Task brief — Count, in the data that follows, every line with the string "choice", and give that count as the whole reply.

Study material —

[Start of Attachment]

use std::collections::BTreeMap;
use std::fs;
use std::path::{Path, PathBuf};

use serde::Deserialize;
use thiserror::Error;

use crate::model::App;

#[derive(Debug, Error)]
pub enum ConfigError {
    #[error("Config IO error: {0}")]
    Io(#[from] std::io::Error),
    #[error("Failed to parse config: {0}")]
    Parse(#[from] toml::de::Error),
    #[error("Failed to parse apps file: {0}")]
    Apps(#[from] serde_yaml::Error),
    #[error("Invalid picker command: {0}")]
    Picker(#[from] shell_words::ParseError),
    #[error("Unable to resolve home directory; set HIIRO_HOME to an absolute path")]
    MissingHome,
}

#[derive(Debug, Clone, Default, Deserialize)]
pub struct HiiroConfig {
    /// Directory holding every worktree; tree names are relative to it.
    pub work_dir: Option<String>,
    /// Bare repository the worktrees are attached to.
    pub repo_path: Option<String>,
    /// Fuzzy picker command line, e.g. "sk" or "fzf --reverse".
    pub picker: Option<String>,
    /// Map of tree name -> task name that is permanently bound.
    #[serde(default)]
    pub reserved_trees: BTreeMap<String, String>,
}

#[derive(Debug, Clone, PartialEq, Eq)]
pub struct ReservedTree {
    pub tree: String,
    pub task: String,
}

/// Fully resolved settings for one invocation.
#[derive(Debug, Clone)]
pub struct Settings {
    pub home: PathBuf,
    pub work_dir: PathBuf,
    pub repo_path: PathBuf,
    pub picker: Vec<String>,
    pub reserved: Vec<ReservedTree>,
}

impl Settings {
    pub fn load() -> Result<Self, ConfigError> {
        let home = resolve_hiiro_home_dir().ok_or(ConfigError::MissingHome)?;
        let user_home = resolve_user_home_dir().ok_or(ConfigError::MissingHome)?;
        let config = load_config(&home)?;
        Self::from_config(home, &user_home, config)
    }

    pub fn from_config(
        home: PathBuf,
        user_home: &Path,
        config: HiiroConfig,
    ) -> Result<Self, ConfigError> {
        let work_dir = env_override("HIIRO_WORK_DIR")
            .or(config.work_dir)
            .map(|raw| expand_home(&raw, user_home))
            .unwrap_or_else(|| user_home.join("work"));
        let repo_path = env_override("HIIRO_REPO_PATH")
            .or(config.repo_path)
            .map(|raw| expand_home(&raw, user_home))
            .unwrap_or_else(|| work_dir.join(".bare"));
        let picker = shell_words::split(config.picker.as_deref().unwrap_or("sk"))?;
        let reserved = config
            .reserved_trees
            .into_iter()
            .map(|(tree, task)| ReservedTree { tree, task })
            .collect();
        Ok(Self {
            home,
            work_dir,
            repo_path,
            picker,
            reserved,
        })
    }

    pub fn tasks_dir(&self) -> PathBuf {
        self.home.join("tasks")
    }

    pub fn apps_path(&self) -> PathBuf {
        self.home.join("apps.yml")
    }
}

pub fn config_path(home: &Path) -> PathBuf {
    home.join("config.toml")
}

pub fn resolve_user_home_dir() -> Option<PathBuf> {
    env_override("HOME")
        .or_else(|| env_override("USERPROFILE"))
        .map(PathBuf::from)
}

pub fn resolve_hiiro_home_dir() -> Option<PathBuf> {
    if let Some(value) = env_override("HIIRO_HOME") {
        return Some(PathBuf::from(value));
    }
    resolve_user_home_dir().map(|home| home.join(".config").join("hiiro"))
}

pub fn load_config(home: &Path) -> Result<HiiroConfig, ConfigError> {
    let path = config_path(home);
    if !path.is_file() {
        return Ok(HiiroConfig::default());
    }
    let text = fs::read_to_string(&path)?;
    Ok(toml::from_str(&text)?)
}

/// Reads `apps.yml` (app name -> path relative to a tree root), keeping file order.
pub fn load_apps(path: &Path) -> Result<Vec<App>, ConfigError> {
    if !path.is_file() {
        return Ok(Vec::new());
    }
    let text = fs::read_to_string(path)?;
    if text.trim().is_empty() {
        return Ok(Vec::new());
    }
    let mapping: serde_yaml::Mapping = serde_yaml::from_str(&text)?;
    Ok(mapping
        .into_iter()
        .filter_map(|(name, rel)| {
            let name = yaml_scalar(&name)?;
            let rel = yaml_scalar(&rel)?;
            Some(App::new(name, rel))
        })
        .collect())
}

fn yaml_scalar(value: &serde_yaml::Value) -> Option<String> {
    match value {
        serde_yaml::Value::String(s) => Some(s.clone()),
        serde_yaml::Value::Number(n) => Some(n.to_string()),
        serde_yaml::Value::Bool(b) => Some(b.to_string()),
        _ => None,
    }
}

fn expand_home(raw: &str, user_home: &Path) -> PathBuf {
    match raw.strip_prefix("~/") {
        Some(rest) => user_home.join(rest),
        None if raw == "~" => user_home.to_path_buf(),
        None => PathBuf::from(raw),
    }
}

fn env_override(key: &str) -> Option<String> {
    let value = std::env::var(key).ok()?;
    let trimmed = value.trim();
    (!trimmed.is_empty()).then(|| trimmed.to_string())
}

[End of Attachment]
[Start of Attachment]

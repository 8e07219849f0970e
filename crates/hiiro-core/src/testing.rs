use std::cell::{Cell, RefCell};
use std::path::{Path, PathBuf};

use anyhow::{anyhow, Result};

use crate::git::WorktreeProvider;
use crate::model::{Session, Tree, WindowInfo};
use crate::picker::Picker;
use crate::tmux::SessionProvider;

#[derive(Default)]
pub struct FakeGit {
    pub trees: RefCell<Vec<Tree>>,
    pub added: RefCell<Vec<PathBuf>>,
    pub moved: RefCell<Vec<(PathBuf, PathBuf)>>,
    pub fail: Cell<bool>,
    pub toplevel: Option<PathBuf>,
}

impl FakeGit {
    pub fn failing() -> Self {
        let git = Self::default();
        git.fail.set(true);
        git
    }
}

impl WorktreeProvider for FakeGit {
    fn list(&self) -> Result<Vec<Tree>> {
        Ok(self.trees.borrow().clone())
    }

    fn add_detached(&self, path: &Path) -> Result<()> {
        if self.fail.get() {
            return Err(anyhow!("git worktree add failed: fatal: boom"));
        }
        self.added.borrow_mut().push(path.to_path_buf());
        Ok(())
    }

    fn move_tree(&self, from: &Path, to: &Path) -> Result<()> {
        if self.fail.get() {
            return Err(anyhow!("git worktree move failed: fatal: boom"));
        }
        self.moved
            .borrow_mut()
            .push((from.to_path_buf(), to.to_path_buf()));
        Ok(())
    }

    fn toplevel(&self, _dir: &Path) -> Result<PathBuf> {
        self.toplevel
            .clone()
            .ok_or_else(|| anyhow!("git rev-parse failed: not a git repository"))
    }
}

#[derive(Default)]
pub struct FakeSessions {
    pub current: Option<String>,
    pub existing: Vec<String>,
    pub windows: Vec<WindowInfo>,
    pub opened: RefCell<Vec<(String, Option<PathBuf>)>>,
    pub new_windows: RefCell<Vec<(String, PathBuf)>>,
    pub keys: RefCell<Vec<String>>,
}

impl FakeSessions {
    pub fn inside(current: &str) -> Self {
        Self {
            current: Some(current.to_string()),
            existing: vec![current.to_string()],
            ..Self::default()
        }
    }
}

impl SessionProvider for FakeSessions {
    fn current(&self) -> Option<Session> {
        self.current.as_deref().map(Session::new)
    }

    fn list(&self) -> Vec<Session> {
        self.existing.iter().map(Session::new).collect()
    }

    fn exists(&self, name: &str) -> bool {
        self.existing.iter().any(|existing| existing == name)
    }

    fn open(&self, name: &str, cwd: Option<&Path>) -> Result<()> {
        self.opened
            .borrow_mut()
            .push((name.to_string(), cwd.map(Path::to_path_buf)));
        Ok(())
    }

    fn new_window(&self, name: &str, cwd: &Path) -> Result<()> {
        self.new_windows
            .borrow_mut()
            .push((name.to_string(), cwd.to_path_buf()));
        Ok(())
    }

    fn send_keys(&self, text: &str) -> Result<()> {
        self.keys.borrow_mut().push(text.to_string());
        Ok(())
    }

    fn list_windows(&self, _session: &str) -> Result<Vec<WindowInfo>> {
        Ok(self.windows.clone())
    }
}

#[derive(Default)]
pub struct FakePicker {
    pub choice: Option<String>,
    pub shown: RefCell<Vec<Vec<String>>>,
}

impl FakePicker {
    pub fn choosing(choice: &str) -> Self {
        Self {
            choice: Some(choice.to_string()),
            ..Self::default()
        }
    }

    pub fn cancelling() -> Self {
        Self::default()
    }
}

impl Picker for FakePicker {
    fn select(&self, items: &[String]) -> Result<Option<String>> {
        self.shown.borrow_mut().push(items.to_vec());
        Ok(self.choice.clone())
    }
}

[End of Attachment]
[Start of Attachment]

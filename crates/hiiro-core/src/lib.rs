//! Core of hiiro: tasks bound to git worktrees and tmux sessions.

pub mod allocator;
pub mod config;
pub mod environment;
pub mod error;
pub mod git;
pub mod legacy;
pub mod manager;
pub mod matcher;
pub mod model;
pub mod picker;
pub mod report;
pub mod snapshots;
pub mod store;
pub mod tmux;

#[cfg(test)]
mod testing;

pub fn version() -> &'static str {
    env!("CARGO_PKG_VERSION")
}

[End of Attachment]

Answer to the exercise — 4